本プロジェクトはダッカ市内の技術短期大学3校(ダッカ工科短期大学、ダッカ女子工科短期大学、技術教育教員養成大学)の電気・電子・機械・コンピュータ学科(遠隔教育機材含む)に対し工学系教育・実習機材を整備するものです。
バングラデシュは、民間企業の業務内容の高度化、業種の多様化がなされる中で、そのニーズに合致した中級・上級の技術者を輩出する機関が限られており、労働力の質的、量的なギャップが生じています。
バングラデシュ教育省が掲げる、経済成長を支える技能者の輩出、技術教育内容の多様化、教育機関の近代化、さらには民間企業との連携といった目標を実現するため、本プロジェクトでの協力により、技術教育の改善に向け、技術短期大学の人材育成環境を整え、バングラデシュの経済成長に寄与することを目指しています。
アフリカ・サヘル地域の諸国では、脆弱なガバナンスやそれに起因する開発の遅れが地域全体の不安定化に大きく影響してきました。さらに近年では過激派勢力の伸張による著しい治安の悪化にも直面しています。
本調査では、サヘル地域5か国(ニジェール、ブルキナファソ、チャド、モーリタニア、マリ)における若年層、脆弱層、女性を対象に、域内の平和構築に効果的に活用できる取り組みについて、情報収集を行いました。また、移民や国内避難民を含む脆弱層の生計向上につながる技術・職業訓練及び暴力的過激主義抑止に資する5件の試行事業を実施し、今後の事業展開に向けた有効性や実施体制を検証しました。
調査の終盤では、域内経験共有ワークショップを対面とオンラインのハイブリッド形式で実施し、試行事業の成果を現地関係者と共有するとともにサヘル地域における有効な対策を抽出しました。

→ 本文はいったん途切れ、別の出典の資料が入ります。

//! Configuration for db-probe

use core_config::{ConfigError, FromEnv};
use db_connector::ConnectionParameters;
use db_connector::common::RetryConfig;

#[derive(Debug, Clone)]
pub struct Config {
    pub database: ConnectionParameters,
    pub retry: RetryConfig,
}

impl Config {
    /// Apply a `--retries` override from the command line
    pub fn with_retries(mut self, retries: Option<u32>) -> Self {
        if let Some(retries) = retries {
            self.retry = self.retry.with_max_retries(retries);
        }
        self
    }
}

impl FromEnv for Config {
    fn from_env() -> Result<Self, ConfigError> {
        Ok(Self {
            database: ConnectionParameters::from_env()?,
            retry: RetryConfig::from_env()?,
        })
    }
}

#[cfg(test)]
mod tests {
    use super::*;

    #[test]
    fn test_config_from_env() {
        temp_env::with_vars(
            [
                ("DB_HOST", Some("pg.local")),
                ("DB_NAME", Some("app")),
                ("DB_USER", Some("probe")),
                ("DB_PORT", None),
                ("DB_OPTIONS", None),
                ("DB_SESSION", None),
                ("DB_CONNECT_RETRIES", Some("1")),
                ("DB_RETRY_DELAY_MS", None),
                ("DB_RETRY_MAX_DELAY_MS", None),
            ],
            || {
                let config = Config::from_env().unwrap();
                assert_eq!(config.database.host(), "pg.local");
                assert_eq!(config.retry.max_retries, 1);

                let config = config.with_retries(Some(4));
                assert_eq!(config.retry.max_retries, 4);

                let config = config.with_retries(None);
                assert_eq!(config.retry.max_retries, 4);
            },
        );
    }

    #[test]
    fn test_config_requires_database_name() {
        temp_env::with_vars(
            [
                ("DB_HOST", Some("pg.local")),
                ("DB_NAME", None),
                ("DB_USER", Some("probe")),
            ],
            || {
                let err = Config::from_env().unwrap_err();
                assert!(err.to_string().contains("DB_NAME"));
            },
        );
    }
}
use std::collections::BTreeMap;
use std::fmt;

use crate::driver::{DriverOptions, OptionValue};

#[cfg(feature = "config")]
use core_config::{ConfigError, FromEnv, env_optional, env_or_default, env_parse_optional, env_required};

/// Everything needed to open a connection
///
/// Built once with [`ConnectionParameters::new`] and the `with_*` methods, then
/// only read. `Debug` output never shows the password.
///
/// # Example
///
/// ```
/// use db_connector::ConnectionParameters;
///
/// let params = ConnectionParameters::new("localhost", "app", "app_user", "secret")
///     .with_port(6432)
///     .with_option("connect_timeout", 5_i64)
///     .with_session_setting("timezone", "UTC");
///
/// assert_eq!(params.port(), Some(6432));
/// assert!(!format!("{:?}", params).contains("secret"));
/// ```
#[derive(Clone, Default, PartialEq, Eq)]
pub struct ConnectionParameters {
    host: String,
    port: Option<u16>,
    database: String,
    user: String,
    password: String,
    options: DriverOptions,
    session: BTreeMap<String, String>,
}

impl ConnectionParameters {
    pub fn new(
        host: impl Into<String>,
        database: impl Into<String>,
        user: impl Into<String>,
        password: impl Into<String>,
    ) -> Self {
        Self {
            host: host.into(),
            database: database.into(),
            user: user.into(),
            password: password.into(),
            ..Self::default()
        }
    }

    pub fn with_port(mut self, port: u16) -> Self {
        self.port = Some(port);
        self
    }

    /// Add a driver-specific option
    pub fn with_option(mut self, key: impl Into<String>, value: impl Into<OptionValue>) -> Self {
        self.options.insert(key, value);
        self
    }

    /// Replace all driver-specific options
    pub fn with_options(mut self, options: DriverOptions) -> Self {
        self.options = options;
        self
    }

    /// Add a server setting carried by every connection of the session
    pub fn with_session_setting(mut self, name: impl Into<String>, value: impl Into<String>) -> Self {
        self.session.insert(name.into(), value.into());
        self
    }

    pub fn host(&self) -> &str {
        &self.host
    }

    /// Port as given; backends substitute their default when `None`
    pub fn port(&self) -> Option<u16> {
        self.port
    }

    pub fn port_or(&self, default: u16) -> u16 {
        self.port.unwrap_or(default)
    }

    pub fn database(&self) -> &str {
        &self.database
    }

    pub fn user(&self) -> &str {
        &self.user
    }

    pub fn password(&self) -> &str {
        &self.password
    }

    pub fn options(&self) -> &DriverOptions {
        &self.options
    }

    pub fn session_settings(&self) -> &BTreeMap<String, String> {
        &self.session
    }
}

impl fmt::Debug for ConnectionParameters {
    fn fmt(&self, f: &mut fmt::Formatter<'_>) -> fmt::Result {
        f.debug_struct("ConnectionParameters")
            .field("host", &self.host)
            .field("port", &self.port)
            .field("database", &self.database)
            .field("user", &self.user)
            .field("password", &"<redacted>")
            .field("options", &self.options)
            .field("session", &self.session)
            .finish()
    }
}

/// Load ConnectionParameters from environment variables
///
/// Environment variables:
/// - `DB_HOST` (required)
/// - `DB_PORT` (optional, backend default when unset)
/// - `DB_NAME` (required)
/// - `DB_USER` (required)
/// - `DB_PASSWORD` (optional, default: empty)
/// - `DB_OPTIONS` (optional) - driver options as `key=value,key=value`
/// - `DB_SESSION` (optional) - session settings as `key=value,key=value`
#[cfg(feature = "config")]
impl FromEnv for ConnectionParameters {
    fn from_env() -> Result<Self, ConfigError> {
        let mut params = Self::new(
            env_required("DB_HOST")?,
            env_required("DB_NAME")?,
            env_required("DB_USER")?,
            env_or_default("DB_PASSWORD", ""),
        );
        params.port = env_parse_optional("DB_PORT")?;

        if let Some(raw) = env_optional("DB_OPTIONS") {
            params.options = raw.parse().map_err(|e| ConfigError::ParseError {
                key: "DB_OPTIONS".to_string(),
                details: format!("{}", e),
            })?;
        }

        if let Some(raw) = env_optional("DB_SESSION") {
            params.session = crate::driver::parse_pairs(&raw)
                .map_err(|e| ConfigError::ParseError {
                    key: "DB_SESSION".to_string(),
                    details: format!("{}", e),
                })?
                .into_iter()
                .collect();
        }

        Ok(params)
    }
}

#[cfg(test)]
mod tests {
    use super::*;

    #[test]
    fn test_new_leaves_port_unset() {
        let params = ConnectionParameters::new("localhost", "app", "user", "pw");
        assert_eq!(params.port(), None);
        assert_eq!(params.port_or(5432), 5432);
        assert!(params.options().is_empty());
        assert!(params.session_settings().is_empty());
    }

    #[test]
    fn test_builder_methods() {
        let params = ConnectionParameters::new("db", "app", "user", "pw")
            .with_port(6543)
            .with_option("connect_timeout", 5_i64)
            .with_session_setting("search_path", "app");

        assert_eq!(params.port_or(5432), 6543);
        assert_eq!(
            params.options().get("connect_timeout"),
            Some(&OptionValue::Integer(5))
        );
        assert_eq!(
            params.session_settings().get("search_path").map(String::as_str),
            Some("app")
        );
    }

    #[test]
    fn test_debug_redacts_password() {
        let params = ConnectionParameters::new("db", "app", "user", "hunter2");
        let debug = format!("{:?}", params);
        assert!(!debug.contains("hunter2"));
        assert!(debug.contains("<redacted>"));
        assert!(debug.contains("db"));
    }

    #[cfg(feature = "config")]
    #[test]
    fn test_from_env_minimal() {
        temp_env::with_vars(
            [
                ("DB_HOST", Some("pg.local")),
                ("DB_NAME", Some("app")),
                ("DB_USER", Some("app_user")),
                ("DB_PORT", None),
                ("DB_PASSWORD", None),
                ("DB_OPTIONS", None),
                ("DB_SESSION", None),
            ],
            || {
                let params = ConnectionParameters::from_env().unwrap();
                assert_eq!(params.host(), "pg.local");
                assert_eq!(params.database(), "app");
                assert_eq!(params.user(), "app_user");
                assert_eq!(params.password(), "");
                assert_eq!(params.port(), None);
            },
        );
    }

    #[cfg(feature = "config")]
    #[test]
    fn test_from_env_full() {
        temp_env::with_vars(
            [
                ("DB_HOST", Some("pg.local")),
                ("DB_NAME", Some("app")),
                ("DB_USER", Some("app_user")),
                ("DB_PORT", Some("6432")),
                ("DB_PASSWORD", Some("s3cret")),
                ("DB_OPTIONS", Some("connect_timeout=5,sslmode=require")),
                ("DB_SESSION", Some("timezone=UTC, search_path=app")),
            ],
            || {
                let params = ConnectionParameters::from_env().unwrap();
                assert_eq!(params.port(), Some(6432));
                assert_eq!(params.password(), "s3cret");
                assert_eq!(params.options().len(), 2);
                assert_eq!(
                    params.options().get("sslmode"),
                    Some(&OptionValue::Text("require".to_string()))
                );
                assert_eq!(params.session_settings().len(), 2);
                assert_eq!(params.session_settings()["timezone"], "UTC");
            },
        );
    }

    #[cfg(feature = "config")]
    #[test]
    fn test_from_env_missing_host() {
        temp_env::with_vars(
            [
                ("DB_HOST", None),
                ("DB_NAME", Some("app")),
                ("DB_USER", Some("app_user")),
            ],
            || {
                let err = ConnectionParameters::from_env().unwrap_err();
                assert!(err.to_string().contains("DB_HOST"));
            },
        );
    }

    #[cfg(feature = "config")]
    #[test]
    fn test_from_env_invalid_port_and_options() {
        temp_env::with_vars(
            [
                ("DB_HOST", Some("pg.local")),
                ("DB_NAME", Some("app")),
                ("DB_USER", Some("app_user")),
                ("DB_PORT", Some("70000")),
            ],
            || {
                let err = ConnectionParameters::from_env().unwrap_err();
                assert!(err.to_string().contains("DB_PORT"));
            },
        );

        temp_env::with_vars(
            [
                ("DB_HOST", Some("pg.local")),
                ("DB_NAME", Some("app")),
                ("DB_USER", Some("app_user")),
                ("DB_PORT", None),
                ("DB_OPTIONS", Some("connect_timeout")),
            ],
            || {
                let err = ConnectionParameters::from_env().unwrap_err();
                assert!(err.to_string().contains("DB_OPTIONS"));
            },
        );
    }
}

タンザニア政府は2025年までに中所得国入りを掲げて、人材育成による産業化促進を主要政策としています。しかし、失業率は9.7%と高く、その割合は、若年層においてはさらに深刻となっています。
本調査では、公立の職業訓練校の電気設備、自動車整備、食品加工分野において産業界と訓練内容のギャップに係る情報収集及び分析を行い、課題を洗い出しました。その上で、これらの課題解決にむけたパイロット事業を行い、今後JICAがおこなうべき支援策を検討しました。

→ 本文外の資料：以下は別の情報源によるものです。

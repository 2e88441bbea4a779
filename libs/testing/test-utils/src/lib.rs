//! Shared test utilities
//!
//! - `TestPostgres`: PostgreSQL container with automatic cleanup
//! - `TestDataBuilder`: deterministic names derived from a test name
//!
//! # Usage
//!
//! ```rust,no_run
//! use test_utils::{TestDataBuilder, TestPostgres};
//!
//! #[tokio::test]
//! async fn my_postgres_test() {
//!     let pg = TestPostgres::new().await;
//!     let names = TestDataBuilder::from_test_name("my_postgres_test");
//!     let app_name = names.application_name();
//! }
//! ```

mod postgres;

pub use postgres::{POSTGRES_TAG, TestPostgres};

/// Longest identifier PostgreSQL keeps without truncating
pub const MAX_IDENTIFIER_LEN: usize = 63;

/// Deterministic, collision-resistant names for test objects
///
/// Every name is a lowercase PostgreSQL identifier that fits in
/// [`MAX_IDENTIFIER_LEN`], so it can be used unquoted in `SET` statements,
/// schema names or `application_name`.
pub struct TestDataBuilder {
    seed: u64,
}

impl TestDataBuilder {
    pub fn new(seed: u64) -> Self {
        Self { seed }
    }

    /// Seed from a hash of the test name
    ///
    /// ```
    /// use test_utils::TestDataBuilder;
    ///
    /// let a = TestDataBuilder::from_test_name("test_connect");
    /// let b = TestDataBuilder::from_test_name("test_connect");
    /// assert_eq!(a.name("app", "main"), b.name("app", "main"));
    /// ```
    pub fn from_test_name(name: &str) -> Self {
        use std::collections::hash_map::DefaultHasher;
        use std::hash::{Hash, Hasher};

        let mut hasher = DefaultHasher::new();
        name.hash(&mut hasher);
        Self::new(hasher.finish())
    }

    /// `test_<prefix>_<seed>_<suffix>`, sanitized and truncated
    ///
    /// ```
    /// use test_utils::TestDataBuilder;
    ///
    /// let name = TestDataBuilder::new(7).name("Schema", "main-1");
    /// assert_eq!(name, "test_schema_7_main_1");
    /// ```
    pub fn name(&self, prefix: &str, suffix: &str) -> String {
        let raw = format!("test_{}_{:x}_{}", prefix, self.seed, suffix);
        let mut name: String = raw
            .chars()
            .map(|c| {
                if c.is_ascii_alphanumeric() {
                    c.to_ascii_lowercase()
                } else {
                    '_'
                }
            })
            .collect();
        name.truncate(MAX_IDENTIFIER_LEN);
        name
    }

    /// Value for the `application_name` session setting
    pub fn application_name(&self) -> String {
        self.name("app", "client")
    }

    /// Name for a throwaway schema
    pub fn schema_name(&self) -> String {
        self.name("schema", "main")
    }
}

#[cfg(test)]
mod tests {
    use super::*;

    #[test]
    fn test_names_are_deterministic_per_test() {
        let a = TestDataBuilder::from_test_name("my_test");
        let b = TestDataBuilder::from_test_name("my_test");
        assert_eq!(a.application_name(), b.application_name());

        let other = TestDataBuilder::from_test_name("other_test");
        assert_ne!(a.application_name(), other.application_name());
    }

    #[test]
    fn test_names_are_valid_identifiers() {
        let builder = TestDataBuilder::new(u64::MAX);
        let long_suffix = "x".repeat(100);

        for name in [
            builder.schema_name(),
            builder.name("Mixed Case", "with-dash"),
            builder.name("app", &long_suffix),
        ] {
            assert!(name.len() <= MAX_IDENTIFIER_LEN, "{} too long", name);
            assert!(name.starts_with("test_"));
            assert!(
                name.chars()
                    .all(|c| c.is_ascii_lowercase() || c.is_ascii_digit() || c == '_'),
                "{} is not a plain identifier",
                name
            );
        }
    }
}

パイロット事業では、電気自動車の整備を取り上げ、企業ニーズに即した人材を育成するために求められる最新技術の習得だけでなく、ソフトスキル(5Sや問題解決手法)、仕事に対する心構え、キャリア開発等の訓練を実施しました。このような民間企業と連携した検証を通じ、これらの訓練メニューを組み合わせることで即戦力となる人材を迅速に育成できることが実証され、当社の提案は、JICAの技術協力の骨子として現在検討されています。
■パレスチナ 遠隔教育機材整備計画
■エルサルバドル デジタル教材制作推進計画
新型コロナウイルスの世界的な流行により対面での授業実施が困難となり、教育を継続するためのツールとして、オンラインを活用した遠隔教育の必要性が高まりました。パレスチナとエルサルバドルでは、それぞれの地域事情により、現在でも児童生徒が対面授業にアクセスすることが困難な現状があります。
本調査では、パレスチナとエルサルバドルに対し、無償資金協力による遠隔教育教材制作及び視聴覚機材を整備することにより、児童生徒向けの遠隔教育推進、そして学習理解の促進に寄与できるかを検証し、その効果を発現するための協力計画を立案しました。
「パレスチナ地域遠隔教育機材整備計画」は、パレスチナの教育テレビ局スタジオに撮影機材を整備し、ヨルダン川西岸地区の学校に視聴覚機材及びICT機材を整備することにより、初等教育の学習環境の改善を実現し、人間の安全保障に基づく民生の安定と向上に寄与するものです。
また、「エルサルバドル国デジタル教材制作推進計画」は、全国3カ所の国立教員研修所、教員研修センターに撮影・編集用機材を整備し、教育コンテンツ制作や国内各地域の映像素材を収集することで、児童生徒向けの質の高い教材開発を行い、児童生徒の学習理解の促進に寄与するものです。